Though if it fails more often “than a roll of a die,” doesn’t that hint at some predictive power? Maybe I’m misunderstanding.

I read that as, if a die has 1:6 chance of success, ML has a 1:7 or worse chance
Well maybe. There are some pretty big differences in how ML is traditionally applied and how it's used in the public sector where we focus much more on an individual level and have a much lower tolerance of errors. Right now the predictions we're getting of ML are so terrible they might as well be random. That's terrible, because we're not trying to determine if we can sell you X, we're trying to predict how likely you are to fall into X. Because the public sector doesn't really interact with the adult you, unless you're either damaged, have broken something or want to change part of society.

Imagine we scored you as a likely alcoholic because people with a case history like yours indicated a high risk of alcoholism. So we start taking preemptive measures and the entire system grinds into gear, partly trying to prevent you from falling to the bottle but also preparing for if you do. You really wouldn't want to interact with a public system that's put the wrong label on you, trust me. So we have to be more than a little sure we get things right.

You can probably use ML to predict general trends, but I don't have much data on it, because we use traditional analysts in the public sector. Not because they are great at it, but because they're there. We've been predicting general trends since before computer technology, and the people who work in those departments typically aren't very tech savy. It would be a tremendous cost of resources to make them use ML, or to replace them with data scientists.

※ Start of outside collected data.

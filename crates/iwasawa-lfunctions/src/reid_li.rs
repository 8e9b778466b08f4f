//! The Reid–Li sums and their comparison against the L-function layer.
//!
//! For a primitive character chi mod p the criterion compares
//!
//! - odd chi:  `Phi(chi) = sum_{a=1}^{p-1} chi(a) log Gamma_p(a)`
//! - even chi: `Phi(chi) = sum_{a=1}^{p-1} chi(a) log_p(a/(p-1))`
//!
//! against the value the L-function layer returns for the derivative at
//! zero, `Psi(chi) = L'_p(0, chi)`. Both sides go through the public
//! surface, so the comparison exercises characters, Gamma, logs,
//! Bernoulli numbers and the caches end to end.

use iwasawa_characters::DirichletCharacter;
use iwasawa_integers::Integer;
use iwasawa_padic::{PadicError, Qp, Zp};
use iwasawa_special_func::{iwasawa_log, log_gamma};

use crate::kubota_leopoldt::kubota_leopoldt_derivative;

/// The two Reid–Li sums for one character, with their agreement.
#[derive(Clone, Debug)]
pub struct ReidLiReport {
    /// The Gamma-log (odd) or log (even) sum, computed directly.
    pub phi: Qp,
    /// The matching L-function value `L'_p(0, chi)`.
    pub psi: Qp,
    /// The valuation of `phi - psi`: the number of digits that agree.
    pub agreement: i64,
    /// True when `phi = psi` to the full working precision.
    pub holds: bool,
}

/// Computes the odd-side sum `Phi(chi) = sum chi(a) log Gamma_p(a)`
/// over `1 <= a < f`.
///
/// # Errors
///
/// `Unsupported` unless the character is odd.
pub fn compute_phi_odd(
    chi: &DirichletCharacter,
    precision: usize,
) -> Result<Qp, PadicError> {
    if !chi.is_odd() {
        return Err(PadicError::Unsupported(
            "the Gamma-log sum is the odd-character side".into(),
        ));
    }
    let p = chi.prime();
    let f = chi.conductor();
    let work = precision + 2;
    let mut sum = Qp::zero(p, work);
    for a in 1..f {
        let chi_a = chi.evaluate_zp(i64::try_from(a).expect("conductor fits i64"), work)?;
        if chi_a.is_zero() {
            continue;
        }
        let lg = log_gamma(&Zp::new(p, work, Integer::from(a)))?;
        sum = &sum + &(&Qp::from_zp(&chi_a) * &lg);
    }
    Ok(sum.with_precision(precision as i64))
}

/// Computes the even-side sum
/// `Phi(chi) = sum chi(a) log_p(a/(f-1))` with the branch-extended
/// logarithm.
///
/// # Errors
///
/// `Unsupported` unless the character is even and non-principal.
pub fn compute_phi_even(
    chi: &DirichletCharacter,
    precision: usize,
) -> Result<Qp, PadicError> {
    if !chi.is_even() || chi.is_principal() {
        return Err(PadicError::Unsupported(
            "the log sum is the even-character side".into(),
        ));
    }
    let p = chi.prime();
    let f = chi.conductor();
    let work = precision + 2;
    let mut sum = Qp::zero(p, work);
    for a in 1..f {
        let chi_a = chi.evaluate_zp(i64::try_from(a).expect("conductor fits i64"), work)?;
        if chi_a.is_zero() {
            continue;
        }
        let ratio = Qp::from_rational(
            i64::try_from(a).expect("conductor fits i64"),
            i64::try_from(f - 1).expect("conductor fits i64"),
            p,
            work,
        )?;
        sum = &sum + &(&Qp::from_zp(&chi_a) * &iwasawa_log(&ratio)?);
    }
    Ok(sum.with_precision(precision as i64))
}

/// Computes both sides for one character and reports their agreement.
///
/// # Errors
///
/// Propagates everything the two sides can surface.
pub fn verify_reid_li(
    chi: &DirichletCharacter,
    precision: usize,
) -> Result<ReidLiReport, PadicError> {
    let phi = if chi.is_odd() {
        compute_phi_odd(chi, precision)?
    } else {
        compute_phi_even(chi, precision)?
    };
    let psi = kubota_leopoldt_derivative(0, chi, precision)?;
    let diff = &phi - &psi;
    Ok(ReidLiReport {
        agreement: diff.valuation(),
        holds: diff.is_zero(),
        phi,
        psi,
    })
}
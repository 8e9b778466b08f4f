//! # iwasawa-padic
//!
//! Exact p-adic arithmetic with explicit precision tracking.
//!
//! This crate provides:
//! - `Zp`: the ring of p-adic integers modulo `p^N`
//! - `Qp`: the field of p-adic numbers as `p^e * u` with explicit
//!   valuation
//! - `Cyclotomic`: the extension `Q_p(zeta_p)` in the power basis
//! - `PadicError`: the error type shared by every layer above
//!
//! Precision is first-class data. Every value carries the absolute
//! precision it is known to, operations publish the honest precision of
//! their result, and equality compares only the digits both sides know.

#![warn(missing_docs)]
#![warn(clippy::all)]
#![warn(clippy::pedantic)]

pub mod cyclotomic;
pub mod error;
pub mod qp;
pub mod zp;

#[cfg(test)]
mod proptests;

pub use cyclotomic::Cyclotomic;
pub use error::{ErrorKind, PadicError};
pub use qp::Qp;
pub use zp::Zp;
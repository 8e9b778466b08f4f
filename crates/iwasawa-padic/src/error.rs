//! Error types shared by all p-adic layers.

use thiserror::Error;

/// The coarse classification of a [`PadicError`].
///
/// `InvalidArgument` marks a violated precondition on the *shape* of an
/// argument; `DomainError` marks an operation the mathematics itself
/// forbids. Precision loss is not an error: every `Zp`/`Qp` carries its
/// own precision and operations publish the honest value there.
#[derive(Clone, Copy, Debug, PartialEq, Eq)]
pub enum ErrorKind {
    /// A structural precondition was violated.
    InvalidArgument,
    /// The operation is undefined for the given value.
    DomainError,
}

/// Errors produced by p-adic arithmetic and the layers above it.
#[derive(Clone, Debug, Error, PartialEq, Eq)]
pub enum PadicError {
    /// A modulus or base prime was smaller than 2.
    #[error("prime must be >= 2, got {0}")]
    InvalidPrime(u64),

    /// A precision bound was smaller than 1.
    #[error("precision must be >= 1, got {0}")]
    InvalidPrecision(i64),

    /// A binary operation mixed values over different primes.
    #[error("mismatched primes: {0} and {1}")]
    PrimeMismatch(u64, u64),

    /// A rational constructor received a zero denominator.
    #[error("denominator cannot be zero")]
    ZeroDenominator,

    /// A character was built from the wrong number of generator values.
    #[error("expected {expected} generator values, got {got}")]
    WrongValueCount {
        /// Number of generators of the unit group.
        expected: usize,
        /// Number of values supplied.
        got: usize,
    },

    /// A generator exponent was not reduced modulo the generator order.
    #[error("generator value {value} exceeds the generator order {order}")]
    ValueOutOfRange {
        /// The offending exponent.
        value: u64,
        /// The order of the corresponding generator.
        order: u64,
    },

    /// Division by zero.
    #[error("division by zero")]
    DivisionByZero,

    /// Division by an element of positive valuation inside `Zp`.
    #[error("cannot divide by the non-unit {0} in Zp")]
    NonUnitDivisor(String),

    /// The denominator of a rational is not a p-adic unit.
    #[error("denominator {0} is not a unit modulo {1}")]
    NonUnitDenominator(String, u64),

    /// No square root exists for the given value.
    #[error("no square root exists: {0}")]
    NoSquareRoot(String),

    /// The p-adic logarithm was applied outside its convergence domain.
    #[error("p-adic logarithm does not converge: {0}")]
    LogDivergence(String),

    /// The p-adic exponential was applied outside its convergence domain.
    #[error("p-adic exponential does not converge: {0}")]
    ExpDivergence(String),

    /// A value with negative valuation was converted to `Zp`.
    #[error("value has valuation {0} < 0 and is not a p-adic integer")]
    NegativeValuation(i64),

    /// A root of unity does not embed into the requested ring.
    #[error("root of unity of order {order} does not embed: {reason}")]
    NotRepresentable {
        /// Order of the root of unity.
        order: u64,
        /// Why the embedding fails.
        reason: String,
    },

    /// A cyclotomic element with non-scalar coefficients was reduced to `Qp`.
    #[error("cyclotomic element is not a scalar (coefficient of zeta^{0} is non-zero)")]
    NotScalar(usize),

    /// Catch-all for operations the layer does not support.
    #[error("unsupported operation: {0}")]
    Unsupported(String),
}

impl PadicError {
    /// Returns the coarse kind of this error.
    #[must_use]
    pub fn kind(&self) -> ErrorKind {
        match self {
            Self::InvalidPrime(_)
            | Self::InvalidPrecision(_)
            | Self::PrimeMismatch(..)
            | Self::ZeroDenominator
            | Self::WrongValueCount { .. }
            | Self::ValueOutOfRange { .. }
            | Self::Unsupported(_) => ErrorKind::InvalidArgument,
            Self::DivisionByZero
            | Self::NonUnitDivisor(_)
            | Self::NonUnitDenominator(..)
            | Self::NoSquareRoot(_)
            | Self::LogDivergence(_)
            | Self::ExpDivergence(_)
            | Self::NegativeValuation(_)
            | Self::NotRepresentable { .. }
            | Self::NotScalar(_) => ErrorKind::DomainError,
        }
    }
}

#[cfg(test)]
mod tests {
    use super::*;

    #[test]
    fn test_kinds() {
        assert_eq!(PadicError::InvalidPrime(1).kind(), ErrorKind::InvalidArgument);
        assert_eq!(PadicError::DivisionByZero.kind(), ErrorKind::DomainError);
        assert_eq!(
            PadicError::LogDivergence("x".into()).kind(),
            ErrorKind::DomainError
        );
    }

    #[test]
    fn test_messages_name_the_argument() {
        let e = PadicError::NonUnitDenominator("14".into(), 7);
        assert_eq!(e.to_string(), "denominator 14 is not a unit modulo 7");
    }
}
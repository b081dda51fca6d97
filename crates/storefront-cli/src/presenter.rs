//! Terminal presenter for confirmation dialogs.
//!
//! Drains the [`QueuedDialogHost`](storefront_dialogs::QueuedDialogHost) queue,
//! prints each dialog on stderr and reads the answer from stdin.

use tokio::io::{AsyncBufReadExt, BufReader};
use tokio::sync::mpsc;
use tokio::task::JoinHandle;

use storefront_types::models::{ConfirmationOptions, Severity};
use storefront_types::traits::DialogRequest;

/// What a typed line means.
#[derive(Debug, PartialEq, Eq)]
enum Answer {
    Confirm,
    Cancel,
}

fn parse_answer(line: &str) -> Answer {
    match line.trim().to_lowercase().as_str() {
        "y" | "yes" | "s" | "si" | "sí" => Answer::Confirm,
        _ => Answer::Cancel,
    }
}

fn render(options: &ConfirmationOptions) -> String {
    let icon = match (options.show_icon, options.severity) {
        (false, _) => "",
        (true, Severity::Info) => "[i] ",
        (true, Severity::Warning) => "[!] ",
        (true, Severity::Danger) => "[x] ",
        (true, Severity::Success) => "[ok] ",
    };
    format!(
        "{icon}{}\n{}\n[y] {}  [N] {} > ",
        options.title, options.description, options.confirm_label, options.cancel_label
    )
}

/// Answer dialogs from the terminal until the queue closes.
///
/// End of input dismisses the current dialog and every later one.
pub fn spawn_terminal_presenter(mut dialogs: mpsc::UnboundedReceiver<DialogRequest>) -> JoinHandle<()> {
    tokio::spawn(async move {
        let mut lines = BufReader::new(tokio::io::stdin()).lines();
        while let Some(request) = dialogs.recv().await {
            if !request.responder.is_awaited() {
                tracing::debug!(dialog_id = %request.id, "dialog abandoned before it was shown");
                continue;
            }
            eprint!("{}", render(&request.options));
            match lines.next_line().await {
                Ok(Some(line)) => match parse_answer(&line) {
                    Answer::Confirm => request.responder.confirm(),
                    Answer::Cancel => request.responder.cancel(),
                },
                Ok(None) => {
                    eprintln!();
                    request.responder.dismiss();
                }
                Err(e) => {
                    tracing::warn!(dialog_id = %request.id, error = %e, "failed to read answer");
                    request.responder.dismiss();
                }
            }
        }
    })
}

I guess in the future those analytics departments may increasingly rely on ML, but to be completely honest, I have no idea if ML or traditional analytics is better at predicting the outcome. The fact that we haven't started using ML, haven't hired a single data scientist or signed a single contractor on the area probably speaks for itself though, if it was truly valuable, I suspect we'd have it by now.

By comparison, RPA didn't really have a great start in the public sector, but today it's absolutely everywhere because it turned out to be really valuable.

It's not like we don't use ML at all though. We do, for stuff like sorting through four million case files looking for specific errors. Something that takes tens of workers months of work to do, but can be done in a few hours when you rent enough hardware in the cloud. We just don't use ML for any sort of analytics or prediction.

I would really love to hear more about this.

"Imagine we scored you as a likely alcoholic because people with a case history like yours indicated a high risk of alcoholism. So we start taking preemptive measures and the entire system grinds into gear, partly trying to prevent you from falling to the bottle but also preparing for if you do. You really wouldn't want to interact with a public system that's put the wrong label on you, trust me."

That's exactly the sort of specific example that is missing from the stories about ML doing things like encoding existing biases.

We’re still learning how to apply it. In many cases, ML is something that can solve a problem, but it’s often not the obvious/best solution appropriate for the public sector use case vs a pre-existing rules engine, for example.
Ironically 'machine learning' has tremendous marketing.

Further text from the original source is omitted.